Instructions for the task:
Extract all lines from the data beneath that include the word "RateLimited".

Data entries:
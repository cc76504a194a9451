//! OpenAI-compatible chat completions adapter
//!
//! Most answer providers (OpenAI, DeepSeek, Perplexity, gateways) expose the
//! `/chat/completions` shape, so one adapter covers them given a base URL.

use std::time::{Duration, Instant};

use async_trait::async_trait;
use reqwest::{Client, StatusCode};
use serde::{Deserialize, Serialize};
use serde_json::{Value, json};

use crate::domain::ErrorKind;
use crate::error::{ProbeError, Result};
use crate::provider::adapter::{ProviderAdapter, ProviderResponse};

/// Default retry-after when a 429 carries no usable header
const DEFAULT_RETRY_AFTER_SECS: u64 = 60;

/// Endpoint settings for one provider.
#[derive(Debug, Clone, PartialEq, Eq, Serialize, Deserialize)]
pub struct EndpointConfig {
    /// Base URL, e.g. `https://api.openai.com/v1`
    pub base_url: String,
    /// Environment variable holding the API key
    pub api_key_env: String,
}

impl EndpointConfig {
    pub fn new(base_url: impl Into<String>, api_key_env: impl Into<String>) -> Self {
        Self {
            base_url: base_url.into(),
            api_key_env: api_key_env.into(),
        }
    }
}

/// Adapter for any OpenAI-compatible endpoint
pub struct OpenAiCompatAdapter {
    client: Client,
    endpoint: String,
    api_key: Option<String>,
}

impl OpenAiCompatAdapter {
    /// Create an adapter, reading the API key from the configured env var.
    ///
    /// A missing key is not fatal here: calls will come back classified as
    /// `Authentication` failures, which the executor does not retry.
    pub fn new(config: &EndpointConfig) -> Result<Self> {
        let api_key = std::env::var(&config.api_key_env).ok();
        if api_key.is_none() {
            log::warn!("{} not set; calls to {} will fail authentication", config.api_key_env, config.base_url);
        }
        Self::with_api_key(&config.base_url, api_key)
    }

    /// Create an adapter with an explicit API key
    pub fn with_api_key(base_url: &str, api_key: Option<String>) -> Result<Self> {
        let client = Client::builder()
            .build()
            .map_err(|e| ProbeError::Config(format!("Failed to build HTTP client: {}", e)))?;

        Ok(Self {
            client,
            endpoint: format!("{}/chat/completions", base_url.trim_end_matches('/')),
            api_key,
        })
    }

    pub fn endpoint(&self) -> &str {
        &self.endpoint
    }

    fn build_request(model: &str, prompt: &str) -> Value {
        json!({
            "model": model,
            "messages": [
                { "role": "user", "content": prompt }
            ]
        })
    }

    async fn send_request(&self, model: &str, prompt: &str, timeout: Duration) -> ProviderResponse {
        let started = Instant::now();
        let Some(api_key) = self.api_key.as_deref() else {
            return ProviderResponse::err(ErrorKind::Authentication, "API key not configured", started.elapsed());
        };

        let result = self
            .client
            .post(&self.endpoint)
            .bearer_auth(api_key)
            .timeout(timeout)
            .json(&Self::build_request(model, prompt))
            .send()
            .await;

        let response = match result {
            Ok(response) => response,
            Err(e) => {
                return ProviderResponse::err(classify_transport_error(&e), format!("Request failed: {}", e), started.elapsed());
            }
        };

        let status = response.status();

        // Handle rate limiting
        if status == StatusCode::TOO_MANY_REQUESTS {
            let retry_after = response
                .headers()
                .get("retry-after")
                .and_then(|h| h.to_str().ok())
                .and_then(|s| s.parse::<u64>().ok())
                .unwrap_or(DEFAULT_RETRY_AFTER_SECS);
            return ProviderResponse::err(
                ErrorKind::RateLimited,
                format!("Rate limited, retry after {} seconds", retry_after),
                started.elapsed(),
            )
            .with_retry_after(Duration::from_secs(retry_after));
        }

        // Handle other errors
        if !status.is_success() {
            let error_body = response.text().await.unwrap_or_else(|_| "Unknown error".to_string());
            return ProviderResponse::err(
                classify_status(status),
                format!("API error {}: {}", status, error_body),
                started.elapsed(),
            );
        }

        match response.json::<Value>().await {
            Ok(body) => match parse_content(&body) {
                Some(content) => ProviderResponse::ok(content, started.elapsed()),
                None => ProviderResponse::err(
                    ErrorKind::InvalidResponse,
                    "Response has no choices[0].message.content",
                    started.elapsed(),
                ),
            },
            Err(e) => ProviderResponse::err(
                classify_transport_error(&e),
                format!("Failed to parse response: {}", e),
                started.elapsed(),
            ),
        }
    }
}

#[async_trait]
impl ProviderAdapter for OpenAiCompatAdapter {
    async fn send(&self, model: &str, prompt: &str, timeout: Duration) -> ProviderResponse {
        self.send_request(model, prompt, timeout).await
    }
}

/// Map a non-success HTTP status to an error kind.
pub fn classify_status(status: StatusCode) -> ErrorKind {
    match status.as_u16() {
        401 | 403 => ErrorKind::Authentication,
        404 => ErrorKind::Configuration,
        400 | 413 | 422 => ErrorKind::InvalidRequest,
        408 => ErrorKind::Timeout,
        429 => ErrorKind::RateLimited,
        500..=599 => ErrorKind::Transport,
        _ => ErrorKind::Other,
    }
}

fn classify_transport_error(e: &reqwest::Error) -> ErrorKind {
    if e.is_timeout() {
        ErrorKind::Timeout
    } else if e.is_connect() {
        ErrorKind::Connection
    } else if e.is_decode() {
        ErrorKind::InvalidResponse
    } else {
        ErrorKind::Transport
    }
}

fn parse_content(body: &Value) -> Option<String> {
    body.get("choices")?
        .get(0)?
        .get("message")?
        .get("content")?
        .as_str()
        .map(str::to_string)
}
//! ID generation utilities for probefan
//!
//! Provides functions for generating identifiers for runs and their tasks.

use rand::Rng;

/// Get current timestamp in milliseconds since Unix epoch
pub fn now_ms() -> u64 {
    std::time::SystemTime::now()
        .duration_since(std::time::UNIX_EPOCH)
        .map(|d| d.as_millis() as u64)
        .unwrap_or(0)
}

/// Generate a unique run ID
///
/// Format: `run-{timestamp_ms}-{random_hex}`
/// Example: `run-1738300800123-a1b2c3d4`
pub fn generate_run_id() -> String {
    let timestamp = now_ms();
    let random: u32 = rand::rng().random();
    format!("run-{}-{:08x}", timestamp, random)
}

/// Generate a task ID given its run and position in the batch
///
/// Format: `{run_id}-{index:04}`
pub fn generate_task_id(run_id: &str, index: usize) -> String {
    format!("{}-{:04}", run_id, index)
}

#[cfg(test)]
mod tests {
    use super::*;

    #[test]
    fn test_now_ms_returns_reasonable_timestamp() {
        let ts = now_ms();
        // Should be after 2020-01-01 and before 2100-01-01
        assert!(ts > 1577836800000);
        assert!(ts < 4102444800000);
    }

    #[test]
    fn test_generate_run_id_format() {
        let id = generate_run_id();
        let parts: Vec<&str> = id.split('-').collect();
        assert_eq!(parts.len(), 3);
        assert_eq!(parts[0], "run");
        assert!(parts[1].chars().all(|c| c.is_ascii_digit()));
        assert_eq!(parts[2].len(), 8);
        assert!(parts[2].chars().all(|c| c.is_ascii_hexdigit()));
    }

    #[test]
    fn test_generate_run_id_uniqueness() {
        let id1 = generate_run_id();
        let id2 = generate_run_id();
        assert_ne!(id1, id2);
    }

    #[test]
    fn test_generate_task_id_padding() {
        assert_eq!(generate_task_id("run-1", 7), "run-1-0007");
        assert_eq!(generate_task_id("run-1", 12345), "run-1-12345");
    }
}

Exercise result:
                ErrorKind::RateLimited,
        429 => ErrorKind::RateLimited,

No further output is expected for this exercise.